La prima: pedalare di notte nel deserto sotto le stelle al chiaro di luna; come anche vedere i bimbi in Asia che mi allungavano la mano per darmi in cinque. La seconda: accettare l’incidente avuto in Arizona, dove un’auto mi ha investita rompendomi la 5ª vertebra cervicale; ripartire tempo dopo esattamente dal punto dell’incidente è stato difficile ma, allo stesso tempo, emozionante perché stavo riprendendo il mio sogno.

Pedalando tante ore al giorno si sta molto con se stessi, che rapporto hai con la solitudine?
Sicuramente questo è stato anche un grande viaggio interiore. Pedalando oltre 13 ore al giorno da sola, ho imparato a vivere con me stessa, con le mie paure e con le mie emozioni. Ho avuto tantissimo tempo per pensare e per godere di quello che stavo facendo.

Dopo un viaggio così hai avuto cambiamenti fisici e/o mentali?
Quelli fisici sono stati tanti: ho perso peso, aumentato la potenza della pedalata e diminuito il ritmo cardiaco. Mentalmente: ho imparato che nulla è impossibile, che se si crede davvero in un sogno lo si può raggiungere e che i limiti sono solo quelli nella nostra testa.

Si riesce a riprendere la vita di sempre?
Sono passata dal pedalare 13 ore al giorno, affrontando mille contrattempi, all’essere catapultata in un mondo per me nuovo di interviste TV, radio e convegni per raccontare la mia avventura, ma non ho sentito il distacco e il vuoto di un’impresa finita perché vive con me, ogni giorno, da quando sono tornata.

Rapporto coi social media?
Li ho utilizzati tantissimo, perché la condivisione è una delle parti più belle del viaggio.
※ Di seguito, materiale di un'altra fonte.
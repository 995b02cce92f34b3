//! Off-screen output surface.
//!
//! [`OffscreenSurface`] lets a compositor render into a GPU memory buffer
//! instead of a window, and hands that buffer to an external consumer once the
//! GPU has finished writing it. The compositor drives it with the usual
//! sequence:
//!
//! 1. [`reshape`](OffscreenSurface::reshape) whenever size or color space may have changed,
//! 2. [`bind_framebuffer`](OffscreenSurface::bind_framebuffer) before issuing draw commands,
//! 3. [`swap_buffers`](OffscreenSurface::swap_buffers) once the frame is complete.
//!
//! A swap does not block. It registers a continuation with the GPU context
//! that fires once the frame's sync token resolves. That continuation, vsync
//! ticks and consumer acknowledgements all arrive through the render-thread
//! task queue, which the owner drains with [`poll_tasks`](OffscreenSurface::poll_tasks)
//! or [`process_next_task`](OffscreenSurface::process_next_task).
//!
//! There is exactly one backbuffer. The first flip after an allocation
//! transfers the buffer handle; later flips send an empty handle and the
//! consumer keeps reading the same memory, which is written in place.
//!
//! All methods must be called on the render thread that owns the surface.

mod builder;

pub use builder::OffscreenSurfaceBuilder;

use crate::client::{LatencyTracker, OutputSurfaceClient};
use crate::config::SurfaceConfig;
use crate::consumer::{ExternalRendererUpdater, FlipAck};
use crate::errors::SurfaceError;
use crate::gfx::{BufferHandle, ColorSpace, LatencyInfo, PresentationFeedback, Rect, Size, SwapTimings};
use crate::gpu::{FramebufferId, GpuContext, GpuMemoryBufferAllocator, SyncToken};
use crate::image::BufferImage;
use crate::task::{RenderTask, TaskQueue};
use crate::vsync::{GpuVSyncCallback, VSyncBridge};
use std::collections::BTreeMap;
use std::sync::Arc;
use std::time::{Duration, Instant};

/// Parameters of a [`reshape`](OffscreenSurface::reshape).
#[derive(Debug, Clone, Copy, PartialEq, Eq)]
pub struct ReshapeParams {
    pub size: Size,
    pub color_space: ColorSpace,
}

impl ReshapeParams {
    pub fn new(size: Size, color_space: ColorSpace) -> Self {
        Self { size, color_space }
    }
}

/// A finished frame handed to [`swap_buffers`](OffscreenSurface::swap_buffers).
#[derive(Debug, Clone, PartialEq, Eq)]
pub struct OutputSurfaceFrame {
    /// Must match the size of the last reshape.
    pub size: Size,
    pub latency_info: Vec<LatencyInfo>,
    /// Area that changed; the whole surface when `None`.
    pub damage: Option<Rect>,
}

impl OutputSurfaceFrame {
    pub fn new(size: Size, latency_info: Vec<LatencyInfo>) -> Self {
        Self {
            size,
            latency_info,
            damage: None,
        }
    }

    pub fn with_damage(mut self, damage: Rect) -> Self {
        self.damage = Some(damage);
        self
    }
}

/// What the compositor may assume about this surface.
#[derive(Debug, Clone, Copy, PartialEq, Eq)]
pub struct SurfaceCapabilities {
    /// Draws never target the default (window) framebuffer.
    pub uses_default_framebuffer: bool,
    /// Vsync ticks can be delivered through [`OffscreenSurface::set_gpu_vsync_callback`].
    pub supports_gpu_vsync: bool,
}

/// Lifecycle state of the surface's backbuffer.
#[derive(Debug, Clone, Copy, PartialEq, Eq)]
pub enum SurfaceState {
    /// No backbuffer.
    Unbacked,
    /// Backbuffer allocated but not attached to the framebuffer.
    BackedUnbound,
    /// Backbuffer attached, draw commands land in it.
    BackedBound,
    /// A swap is waiting for the GPU or the consumer.
    BackedPendingSwap,
}

/// A swap waiting for its sync token and then for the consumer's acknowledgement.
#[derive(Debug)]
struct PendingSwap {
    latency_info: Vec<LatencyInfo>,
    /// Backbuffer generation the frame was rendered into, `None` when there was no backbuffer.
    generation: Option<u64>,
    damage: Rect,
}

pub struct OffscreenSurface {
    config: SurfaceConfig,
    gl: Arc<dyn GpuContext>,
    allocator: Arc<dyn GpuMemoryBufferAllocator>,
    updater: Box<dyn ExternalRendererUpdater>,
    client: Box<dyn OutputSurfaceClient>,
    latency_tracker: Box<dyn LatencyTracker>,

    vsync: VSyncBridge,
    vsync_callback: Option<GpuVSyncCallback>,
    vsync_registered: bool,

    current: Option<BufferImage>,
    /// Bumped on every allocation so completions can tell whether "their" buffer still exists.
    generation: u64,
    /// The current buffer has not been handed to the consumer yet.
    new_texture: bool,
    fbo: Option<FramebufferId>,
    size: Size,
    color_space: ColorSpace,

    pending_swaps: BTreeMap<SyncToken, PendingSwap>,
    tasks: TaskQueue,
}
Ho avuto molto seguito e li ho sempre aggiornati il più possibile; la carica maggiore nei miei momenti di crisi è arrivata proprio da Facebook. Le innumerevoli persone che mi hanno seguito, e che non smetterò mai di ringraziare, mi hanno dato carica ed energia quando ero in crisi e hanno gioito con me nei momenti più belli. Dopo l’incidente, il supporto incredibile ha contribuito a darmi la forza di ripartire. Tutti hanno vissuto questo grande sogno insieme a me.
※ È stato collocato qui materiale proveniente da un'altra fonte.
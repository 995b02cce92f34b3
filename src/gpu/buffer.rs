use crate::gfx::{BufferFormat, BufferHandle, BufferId, BufferUsage, ColorSpace, Size};

/// A GPU memory buffer that can be imported as an image and shared with another process.
pub trait GpuMemoryBuffer: Send {
    /// Identity of the physical buffer.
    fn id(&self) -> BufferId;

    fn size(&self) -> Size;

    fn format(&self) -> BufferFormat;

    /// Tags the buffer with the color space its contents are rendered in.
    fn set_color_space(&mut self, color_space: ColorSpace);

    /// Duplicates the platform handle so it can be transferred to a consumer.
    fn clone_handle(&self) -> BufferHandle;
}

/// Allocates GPU memory buffers. Calls occur on the render thread.
pub trait GpuMemoryBufferAllocator {
    /// Returns `None` when the allocation fails.
    fn create_gpu_memory_buffer(
        &self,
        size: Size,
        format: BufferFormat,
        usage: BufferUsage,
    ) -> Option<Box<dyn GpuMemoryBuffer>>;
}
Importante e delicata la scelta dei materiali.
Sì, certo. Ho utilizzato una bici Cinelli Bootleg Hobo in acciaio, con forcella in carbonio, di 8,5 kg, prediligendo il comfort e la robustezza alla leggerezza, con copertoni Michelin endurance pro 4 Race da 25, perché più confortevoli e, allo stesso tempo, molto scorrevoli, coi quali ho forato solo 22 volte in 29,430 km.

Parametri richiesti per rientrare nei Guinness dei primati?
Almeno 29.000 km in bici, toccare i due antipodi, seguire sempre un’unica direzione (o verso ovest o verso est), utilizzare un solo telaio, partire e arrivare dalla stessa città.

Prossimo obiettivo?
Mi piacerebbe tentare altri record, combinando nuovamente il viaggio e la sfida sportiva. Ho in mente diversi progetti per il 2015, ma sono da imbastire. Per il momento mi godo l’esperienza vissuta continuando ad allenarmi e a sognare.

Forse rifarà il giro del mondo, ma in senso inverso. Per battere se stessa. E sul web ancora va il video del suo arrivo a Ivrea, all’imbrunire di un pomeriggio piovoso, con ancora negli occhi le immagini del mondo, che lì resteranno per sempre.